Data presented in this paper illustrate the extent to which teachers engaged, or sometimes intentionally avoided engaging SIFE students’ prior experiences as a means of fostering literacy and oral proficiency in academic content areas. In this study, I focus on prior knowledge as a formulation of one’s habitus and cultural capital (Bourdieu, 1991) as well as experiences that inform one’s identity and understanding of the world. Three central research questions guided this study: 1) To what extent do teachers function as mediators of their students’ prior knowledge?; 2) How do they determine if, when and how to elicit prior knowledge?, and 3) How do students respond to teachers’ attempts to engage their prior knowledge? Analyses center on the various discourses and pedagogical practices that shaped students’ learning, and the resources students drew from in response to these practices. I stress the importance of teaching for linguistic and conceptual understanding, but also argue that young adult SIFE students should be given tools, resources and space to leverage their skills, experiences, goals and identities.
Prior Knowledge and Learning
This study’s research design is grounded in sociocultural perspectives on learning and identity. Sociocultural frameworks regard learning as a social process, and hold that culture provides tools and resources to mediate thinking (Vygotsky, 1978). In the last several decades scholars within the fields of second and foreign language education have highlighted the value of sociocultural constructivist pedagogical approaches to developing language proficiency (Bruner, 1978; Donato, 1994; Gibbons, 2002; Lantolf, 2000, 2006). These approaches include eliciting students’ prior knowledge through questioning and through culturally relevant texts, modeling, coaching, and providing feedback, as well as student-centered metacognitive approaches, including self-reflection and self-monitoring. The role of the teacher within this framework is to provide scaffolding and instructional support in order to promote higher-order thinking and learning.

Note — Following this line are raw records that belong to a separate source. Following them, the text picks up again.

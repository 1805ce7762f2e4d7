use dioxus::prelude::*;
use reflex_core::model::DifficultyTier;

use crate::vm::{TierCardVm, tier_cards};

#[component]
pub fn DifficultySelectionView(on_select: EventHandler<DifficultyTier>) -> Element {
    let cards = tier_cards();

    rsx! {
        div { class: "page selector",
            div { class: "selector__intro",
                h2 { "Choose a Difficulty" }
                p { class: "muted", "Start at the level that matches where you are." }
            }
            div { class: "selector__grid",
                for card in cards {
                    TierCard { key: "{card.tier}", card: card.clone(), on_select }
                }
            }
            section { class: "selector__about",
                h2 { "Why practice number reflexes?" }
                p {
                    "Reading English numbers fluently matters in everyday conversation, "
                    "at work and while studying. This drill helps you:"
                }
                ul {
                    li { "React faster when you hear English numbers" }
                    li { "Hear accurate pronunciation through text-to-speech" }
                    li { "Talk about figures with more confidence" }
                    li { "Train a natural ear for spoken English" }
                }
            }
        }
    }
}

#[component]
fn TierCard(card: TierCardVm, on_select: EventHandler<DifficultyTier>) -> Element {
    let tier = card.tier;

    rsx! {
        div { class: "{card.class}", onclick: move |_| on_select.call(tier),
            h3 { class: "tier-card__title", "{card.title}" }
            p { class: "tier-card__description", "{card.description}" }
            span { class: "badge", "{card.examples_label}" }
            button {
                class: "btn btn-primary",
                id: "{card.button_id}",
                r#type: "button",
                "Start Practice"
            }
        }
    }
}
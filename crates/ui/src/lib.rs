pub mod app;
pub mod context;
pub mod speech;
pub mod vm;
pub mod views;

pub use app::{App, AppShell};
pub use context::{AppContext, UiApp, build_app_context};
pub use speech::WebSpeechSink;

Although empirical studies have shown that constructivist approaches to the teaching of language and content promote student learning, the majority of existing scholarship has focused students in at the elementary school level. For instance, Au (1998) found that Native Hawaiian elementary school students’ performance on reading tasks improved when they were given culturally responsive texts that tapped into their backgrounds and learning styles. Additional research has shown that activities that activate prior knowledge improve young English learners’ comprehension of new material (Carrell, 1983; Moll, 2005). While much can be drawn from these studies to inform understandings of secondary school English learners, there is need for greater attention to the classroom learning experiences adolescents and young adults (August & Shannahan, 2006).
Sociocultural perspectives hold that language learning is mediated through prior experience, physical and social contexts, and dynamics of interpersonal communication that are inevitably influenced by factors such as race, social class, gender, and immigration status. This research examines language proficiency as not just a skill, but also as a socially and culturally mediated practice tied to learners’ identities and agency (Blommaert, 2010; Harklau, 2007; Norton, 2000).

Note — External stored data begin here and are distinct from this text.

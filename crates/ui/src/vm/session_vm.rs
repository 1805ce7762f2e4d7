use dioxus::prelude::{Code, Key};
use reflex_core::model::{ROUNDS_PER_SESSION, SessionPhase, Verdict};
use services::SessionSnapshot;

use super::format::format_thousands;

/// Colour band for the running score.
#[derive(Clone, Copy, Debug, PartialEq, Eq)]
pub enum ScoreTone {
    Good,
    Fair,
    Poor,
}

impl ScoreTone {
    /// >= 80 good, >= 60 fair, anything lower poor.
    #[must_use]
    pub fn from_percentage(percent: u32) -> Self {
        if percent >= 80 {
            Self::Good
        } else if percent >= 60 {
            Self::Fair
        } else {
            Self::Poor
        }
    }

    #[must_use]
    pub fn class(self) -> &'static str {
        match self {
            Self::Good => "score score--good",
            Self::Fair => "score score--fair",
            Self::Poor => "score score--poor",
        }
    }
}

#[derive(Clone, Debug, PartialEq, Eq)]
pub struct FeedbackVm {
    pub class: &'static str,
    pub message: &'static str,
}

impl FeedbackVm {
    #[must_use]
    pub fn for_verdict(verdict: Verdict) -> Self {
        match verdict {
            Verdict::Correct => Self {
                class: "feedback feedback--correct",
                message: "🎉 Correct! You read this number right.",
            },
            Verdict::Incorrect => Self {
                class: "feedback feedback--incorrect",
                message: "❌ Not quite. Listen more closely next time.",
            },
        }
    }
}

/// Everything the exercise screen renders for one snapshot.
#[derive(Clone, Debug, PartialEq, Eq)]
pub struct ExerciseVm {
    pub tier_title: &'static str,
    pub progress_label: String,
    pub progress_value: u32,
    pub score_label: String,
    pub score_tone: ScoreTone,
    pub number_label: String,
    pub number_class: &'static str,
    pub time_label: String,
    pub controls_enabled: bool,
    pub feedback: Option<FeedbackVm>,
}

impl ExerciseVm {
    #[must_use]
    pub fn from_snapshot(snapshot: &SessionSnapshot) -> Self {
        let state = &snapshot.state;
        let rounds = state.rounds_completed();
        Self {
            tier_title: snapshot.tier.title(),
            progress_label: format!("Progress: {rounds}/{ROUNDS_PER_SESSION}"),
            progress_value: rounds * 100 / ROUNDS_PER_SESSION,
            score_label: format!("Score: {}/{rounds}", state.score()),
            score_tone: ScoreTone::from_percentage(state.running_percentage()),
            number_label: format_thousands(state.current_number()),
            number_class: if state.last_feedback() == Some(Verdict::Correct) {
                "number-display number-display--correct"
            } else {
                "number-display"
            },
            time_label: format!("Time left: {}s", state.time_remaining()),
            controls_enabled: snapshot.phase == SessionPhase::RoundActive && state.round_active(),
            feedback: state.last_feedback().map(FeedbackVm::for_verdict),
        }
    }
}

/// What a key press on the exercise screen asks for.
#[derive(Clone, Copy, Debug, PartialEq, Eq)]
pub enum Shortcut {
    Replay,
    Verdict(Verdict),
}

/// Space replays; `1` or Enter marks correct; `2` marks incorrect.
#[must_use]
pub fn shortcut_for(key: &Key, code: Code) -> Option<Shortcut> {
    if code == Code::Space {
        return Some(Shortcut::Replay);
    }
    match key {
        Key::Enter => Some(Shortcut::Verdict(Verdict::Correct)),
        Key::Character(value) => match value.as_str() {
            "1" => Some(Shortcut::Verdict(Verdict::Correct)),
            "2" => Some(Shortcut::Verdict(Verdict::Incorrect)),
            _ => None,
        },
        _ => None,
    }
}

The notion of cultural capital, as the knowledge and skills exemplified through upbringing and educational qualification (Bourdieu, 1991), is salient to an examination of student engagement in school. Moll, Amanti, Neff and González (2005) have argued that in order to validate immigrant learners’ multiple identities, pedagogies must be linked to funds of knowledge, which are historically accumulated, developed bodies of knowledge essential to well-being. Scholarship has shown that schools often undervalue immigrant students’ cultural capital (Valenzuela, 1999; Lee, 2005).

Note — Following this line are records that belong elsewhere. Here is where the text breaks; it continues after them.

//! Fire-and-forget text to speech.
//!
//! [`SpeechAnnouncer`] turns a number into an [`Utterance`] and hands it to a
//! platform [`SpeechSink`]. Nothing waits on the sink and no completion is
//! reported back; a missing speech capability is a silent no-op.

use std::sync::Arc;

use crate::error::SpeechSettingsError;

/// Voice configuration applied to every utterance.
#[derive(Debug, Clone, PartialEq)]
pub struct SpeechSettings {
    locale: String,
    rate: f32,
    pitch: f32,
}

impl SpeechSettings {
    /// # Errors
    ///
    /// Returns `SpeechSettingsError` for an empty locale, a rate outside
    /// `0.1..=10` or a pitch outside `0..=2`.
    pub fn new(locale: impl Into<String>, rate: f32, pitch: f32) -> Result<Self, SpeechSettingsError> {
        let locale = locale.into().trim().to_string();
        if locale.is_empty() {
            return Err(SpeechSettingsError::EmptyLocale);
        }
        if !(0.1..=10.0).contains(&rate) {
            return Err(SpeechSettingsError::RateOutOfRange(rate));
        }
        if !(0.0..=2.0).contains(&pitch) {
            return Err(SpeechSettingsError::PitchOutOfRange(pitch));
        }
        Ok(Self {
            locale,
            rate,
            pitch,
        })
    }

    #[must_use]
    pub fn locale(&self) -> &str {
        &self.locale
    }

    #[must_use]
    pub fn rate(&self) -> f32 {
        self.rate
    }

    #[must_use]
    pub fn pitch(&self) -> f32 {
        self.pitch
    }
}

impl Default for SpeechSettings {
    fn default() -> Self {
        Self {
            locale: "en-US".to_string(),
            rate: 0.8,
            pitch: 1.0,
        }
    }
}

/// What the platform is asked to say.
#[derive(Debug, Clone, PartialEq)]
pub struct Utterance {
    pub text: String,
    pub locale: String,
    pub rate: f32,
    pub pitch: f32,
}

/// Platform speech capability.
pub trait SpeechSink: Send + Sync {
    fn speak(&self, utterance: &Utterance);
}

/// Sink that never speaks, for tests and hosts that run without audio.
#[derive(Debug, Clone, Copy, Default)]
pub struct SilentSink;

impl SpeechSink for SilentSink {
    fn speak(&self, utterance: &Utterance) {
        tracing::debug!(text = %utterance.text, "silent sink; utterance skipped");
    }
}

#[derive(Clone)]
pub struct SpeechAnnouncer {
    settings: SpeechSettings,
    sink: Arc<dyn SpeechSink>,
}

impl SpeechAnnouncer {
    #[must_use]
    pub fn new(settings: SpeechSettings, sink: Arc<dyn SpeechSink>) -> Self {
        Self { settings, sink }
    }

    #[must_use]
    pub fn silent() -> Self {
        Self::new(SpeechSettings::default(), Arc::new(SilentSink))
    }

    #[must_use]
    pub fn utterance_for(&self, number: u32) -> Utterance {
        Utterance {
            text: number.to_string(),
            locale: self.settings.locale.clone(),
            rate: self.settings.rate,
            pitch: self.settings.pitch,
        }
    }

    pub fn announce(&self, number: u32) {
        let utterance = self.utterance_for(number);
        tracing::debug!(number, locale = %utterance.locale, "announcing number");
        self.sink.speak(&utterance);
    }
}

impl std::fmt::Debug for SpeechAnnouncer {
    fn fmt(&self, f: &mut std::fmt::Formatter<'_>) -> std::fmt::Result {
        f.debug_struct("SpeechAnnouncer")
            .field("settings", &self.settings)
            .finish_non_exhaustive()
    }
}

Norton (2000) posits that “It is only by understanding the histories and lived experiences of language learners that the language teacher can create conditions that will facilitate social interaction in the classroom and in the wider community, and help learners claim the right to speak” (p. 142). However, Kubota (2007) has warned against essentializing, or stereotyping members of ethnic groups, and instead calls on teachers to be critically aware of the descriptive nature of culture, diversity within culture, the dynamic nature of culture, and discursive constructions of culture. Canagarajah (1999) argues that learning English in any context involves learning new identities and discourses, which can be a liberating, but painful process. Ibrahim (1999) has, likewise, argued that identity is inseparable from the content and mode of learning, and that pedagogies that fail to address, engage, and invest in the identities of ESL learners do more harm that good. He advocated the use of hip-hop as an identity-affirming and legitimizing pedagogical tool within English language classrooms, particularly in classrooms with African-origin students. In his view, hip-hop music offers sites of critique and allows ELLs to “enact multiple ways of speaking, being and knowing” (p. 367).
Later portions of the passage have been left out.